::: Records provided :::

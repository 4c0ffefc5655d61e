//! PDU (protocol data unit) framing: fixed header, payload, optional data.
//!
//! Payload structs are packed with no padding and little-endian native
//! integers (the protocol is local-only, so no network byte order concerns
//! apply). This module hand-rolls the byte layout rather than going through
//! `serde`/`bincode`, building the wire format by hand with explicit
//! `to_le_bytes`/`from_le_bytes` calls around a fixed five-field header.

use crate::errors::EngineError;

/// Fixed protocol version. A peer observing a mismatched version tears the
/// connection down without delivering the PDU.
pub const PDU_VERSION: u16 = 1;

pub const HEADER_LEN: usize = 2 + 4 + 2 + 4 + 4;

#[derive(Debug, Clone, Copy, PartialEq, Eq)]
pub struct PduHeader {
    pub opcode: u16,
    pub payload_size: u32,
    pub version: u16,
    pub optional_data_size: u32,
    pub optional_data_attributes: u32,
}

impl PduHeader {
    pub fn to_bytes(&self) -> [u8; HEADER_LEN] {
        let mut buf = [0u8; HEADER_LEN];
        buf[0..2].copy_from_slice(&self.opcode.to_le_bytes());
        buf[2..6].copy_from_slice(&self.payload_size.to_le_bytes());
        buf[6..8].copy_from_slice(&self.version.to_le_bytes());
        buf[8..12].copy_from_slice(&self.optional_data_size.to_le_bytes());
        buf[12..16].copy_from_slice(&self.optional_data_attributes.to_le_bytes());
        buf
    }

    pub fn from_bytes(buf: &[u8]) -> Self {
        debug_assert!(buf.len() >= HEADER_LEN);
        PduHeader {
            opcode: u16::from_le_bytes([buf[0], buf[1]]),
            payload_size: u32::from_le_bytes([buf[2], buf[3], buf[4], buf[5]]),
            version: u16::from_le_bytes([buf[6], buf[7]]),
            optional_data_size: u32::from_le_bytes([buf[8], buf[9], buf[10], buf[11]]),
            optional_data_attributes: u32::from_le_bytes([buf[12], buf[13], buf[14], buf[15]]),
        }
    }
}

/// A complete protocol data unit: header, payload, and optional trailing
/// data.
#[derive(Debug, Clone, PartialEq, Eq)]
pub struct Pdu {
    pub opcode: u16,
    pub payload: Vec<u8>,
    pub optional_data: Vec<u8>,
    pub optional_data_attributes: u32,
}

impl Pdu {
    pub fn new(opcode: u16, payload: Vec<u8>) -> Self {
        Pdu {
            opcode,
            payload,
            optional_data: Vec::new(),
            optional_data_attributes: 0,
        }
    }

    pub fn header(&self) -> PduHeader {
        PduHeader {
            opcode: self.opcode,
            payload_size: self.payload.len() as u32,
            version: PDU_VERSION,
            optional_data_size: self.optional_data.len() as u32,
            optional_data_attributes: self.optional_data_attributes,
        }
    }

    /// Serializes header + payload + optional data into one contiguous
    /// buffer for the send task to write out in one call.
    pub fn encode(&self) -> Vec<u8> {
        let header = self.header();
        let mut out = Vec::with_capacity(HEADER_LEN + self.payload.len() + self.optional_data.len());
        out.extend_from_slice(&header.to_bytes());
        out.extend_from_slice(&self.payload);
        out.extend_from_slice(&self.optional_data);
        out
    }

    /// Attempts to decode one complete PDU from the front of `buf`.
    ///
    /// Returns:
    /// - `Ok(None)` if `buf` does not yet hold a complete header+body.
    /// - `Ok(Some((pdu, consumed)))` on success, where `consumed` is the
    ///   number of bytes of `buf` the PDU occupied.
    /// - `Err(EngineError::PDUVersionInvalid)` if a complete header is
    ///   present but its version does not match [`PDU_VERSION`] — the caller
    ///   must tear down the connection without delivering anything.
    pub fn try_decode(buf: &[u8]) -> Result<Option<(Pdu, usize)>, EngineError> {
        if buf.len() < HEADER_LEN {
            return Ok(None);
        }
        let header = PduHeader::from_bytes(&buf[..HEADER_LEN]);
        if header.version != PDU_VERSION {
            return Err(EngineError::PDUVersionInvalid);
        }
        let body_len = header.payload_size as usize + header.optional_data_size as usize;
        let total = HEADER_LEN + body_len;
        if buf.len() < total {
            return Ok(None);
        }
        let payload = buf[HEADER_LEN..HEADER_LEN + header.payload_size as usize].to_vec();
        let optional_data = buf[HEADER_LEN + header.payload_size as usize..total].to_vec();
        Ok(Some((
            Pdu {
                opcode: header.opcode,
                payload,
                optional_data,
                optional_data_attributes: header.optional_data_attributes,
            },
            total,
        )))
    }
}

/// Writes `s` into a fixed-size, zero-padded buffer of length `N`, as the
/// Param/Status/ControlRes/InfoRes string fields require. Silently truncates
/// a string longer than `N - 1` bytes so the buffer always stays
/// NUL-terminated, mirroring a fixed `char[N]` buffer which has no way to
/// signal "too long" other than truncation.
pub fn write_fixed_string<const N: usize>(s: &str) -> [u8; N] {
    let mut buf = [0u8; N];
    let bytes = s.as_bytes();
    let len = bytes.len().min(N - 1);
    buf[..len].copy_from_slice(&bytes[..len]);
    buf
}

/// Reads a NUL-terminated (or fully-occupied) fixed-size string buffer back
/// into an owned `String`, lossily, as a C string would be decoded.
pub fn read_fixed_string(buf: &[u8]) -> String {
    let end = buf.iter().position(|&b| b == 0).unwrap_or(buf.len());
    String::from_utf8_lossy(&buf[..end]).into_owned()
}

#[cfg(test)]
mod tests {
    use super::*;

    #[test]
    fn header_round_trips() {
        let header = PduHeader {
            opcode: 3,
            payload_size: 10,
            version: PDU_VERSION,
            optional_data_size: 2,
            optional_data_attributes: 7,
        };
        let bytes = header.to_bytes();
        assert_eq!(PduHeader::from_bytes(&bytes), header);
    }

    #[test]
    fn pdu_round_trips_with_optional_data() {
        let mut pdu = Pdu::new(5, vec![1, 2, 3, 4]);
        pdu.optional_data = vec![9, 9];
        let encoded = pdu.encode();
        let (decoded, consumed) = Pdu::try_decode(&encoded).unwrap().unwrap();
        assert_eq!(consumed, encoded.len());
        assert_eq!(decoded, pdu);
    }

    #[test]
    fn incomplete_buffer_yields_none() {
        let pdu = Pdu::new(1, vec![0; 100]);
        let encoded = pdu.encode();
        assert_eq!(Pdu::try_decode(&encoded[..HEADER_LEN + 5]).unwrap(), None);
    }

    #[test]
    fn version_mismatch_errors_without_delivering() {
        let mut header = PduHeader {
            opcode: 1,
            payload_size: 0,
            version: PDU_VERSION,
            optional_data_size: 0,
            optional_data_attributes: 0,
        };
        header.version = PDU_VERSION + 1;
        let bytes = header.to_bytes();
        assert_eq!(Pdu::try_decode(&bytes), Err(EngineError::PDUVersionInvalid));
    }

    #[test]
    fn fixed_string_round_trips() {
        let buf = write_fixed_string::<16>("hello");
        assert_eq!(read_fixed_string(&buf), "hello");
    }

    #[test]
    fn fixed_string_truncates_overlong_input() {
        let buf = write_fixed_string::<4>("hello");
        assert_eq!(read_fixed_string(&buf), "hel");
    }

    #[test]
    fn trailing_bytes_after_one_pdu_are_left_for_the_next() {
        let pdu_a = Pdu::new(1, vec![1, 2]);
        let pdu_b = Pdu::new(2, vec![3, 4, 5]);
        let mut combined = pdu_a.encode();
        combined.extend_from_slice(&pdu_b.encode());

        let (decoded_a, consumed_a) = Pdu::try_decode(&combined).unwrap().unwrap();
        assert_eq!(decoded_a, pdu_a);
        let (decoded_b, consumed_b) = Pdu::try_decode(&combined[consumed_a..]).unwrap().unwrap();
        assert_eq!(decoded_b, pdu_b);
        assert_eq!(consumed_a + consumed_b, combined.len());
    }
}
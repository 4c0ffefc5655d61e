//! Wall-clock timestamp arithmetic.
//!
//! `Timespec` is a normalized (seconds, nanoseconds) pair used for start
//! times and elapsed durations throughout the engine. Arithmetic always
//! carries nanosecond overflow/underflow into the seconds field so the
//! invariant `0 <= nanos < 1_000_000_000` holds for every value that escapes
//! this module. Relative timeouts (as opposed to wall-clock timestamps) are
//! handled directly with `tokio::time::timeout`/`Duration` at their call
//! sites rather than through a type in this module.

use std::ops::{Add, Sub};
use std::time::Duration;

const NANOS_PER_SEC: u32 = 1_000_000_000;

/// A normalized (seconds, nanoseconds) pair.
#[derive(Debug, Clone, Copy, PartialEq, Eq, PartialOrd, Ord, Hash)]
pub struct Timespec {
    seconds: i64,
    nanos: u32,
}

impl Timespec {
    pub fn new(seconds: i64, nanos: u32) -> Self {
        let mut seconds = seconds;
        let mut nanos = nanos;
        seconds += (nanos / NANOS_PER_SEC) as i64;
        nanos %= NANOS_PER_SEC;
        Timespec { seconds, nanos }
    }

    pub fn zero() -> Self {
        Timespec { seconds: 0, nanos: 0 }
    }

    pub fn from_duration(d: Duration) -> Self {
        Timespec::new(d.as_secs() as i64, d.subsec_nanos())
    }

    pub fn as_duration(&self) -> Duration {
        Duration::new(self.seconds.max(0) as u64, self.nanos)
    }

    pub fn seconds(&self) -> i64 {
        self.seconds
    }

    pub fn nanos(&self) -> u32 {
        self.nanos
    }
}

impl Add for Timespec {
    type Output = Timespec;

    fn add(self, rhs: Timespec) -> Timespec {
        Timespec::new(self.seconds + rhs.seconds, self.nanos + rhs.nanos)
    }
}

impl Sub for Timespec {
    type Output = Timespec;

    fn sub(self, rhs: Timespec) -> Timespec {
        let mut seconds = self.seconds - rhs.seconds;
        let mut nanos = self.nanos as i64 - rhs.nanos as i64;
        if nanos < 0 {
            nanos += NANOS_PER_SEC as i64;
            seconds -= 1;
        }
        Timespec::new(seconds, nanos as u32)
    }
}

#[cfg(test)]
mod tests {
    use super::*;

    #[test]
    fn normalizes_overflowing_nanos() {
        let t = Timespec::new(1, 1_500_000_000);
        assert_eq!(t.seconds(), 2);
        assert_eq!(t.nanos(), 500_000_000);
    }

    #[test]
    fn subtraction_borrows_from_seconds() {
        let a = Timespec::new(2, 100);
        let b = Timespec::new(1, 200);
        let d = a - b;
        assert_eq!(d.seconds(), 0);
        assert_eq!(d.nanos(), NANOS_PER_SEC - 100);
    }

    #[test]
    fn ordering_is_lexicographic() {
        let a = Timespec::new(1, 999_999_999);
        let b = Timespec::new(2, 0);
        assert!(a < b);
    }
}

:::

◆ **Task instructions**
Using the entries above, give again exactly the lines from the line holding "pub struct PduHeader" through the line holding "let mut buf = [0u8; HEADER_LEN];". Include both end lines and nothing else.

◆ **Response area**
pub struct PduHeader {
    pub opcode: u16,
    pub payload_size: u32,
    pub version: u16,
    pub optional_data_size: u32,
    pub optional_data_attributes: u32,
}

impl PduHeader {
    pub fn to_bytes(&self) -> [u8; HEADER_LEN] {
        let mut buf = [0u8; HEADER_LEN];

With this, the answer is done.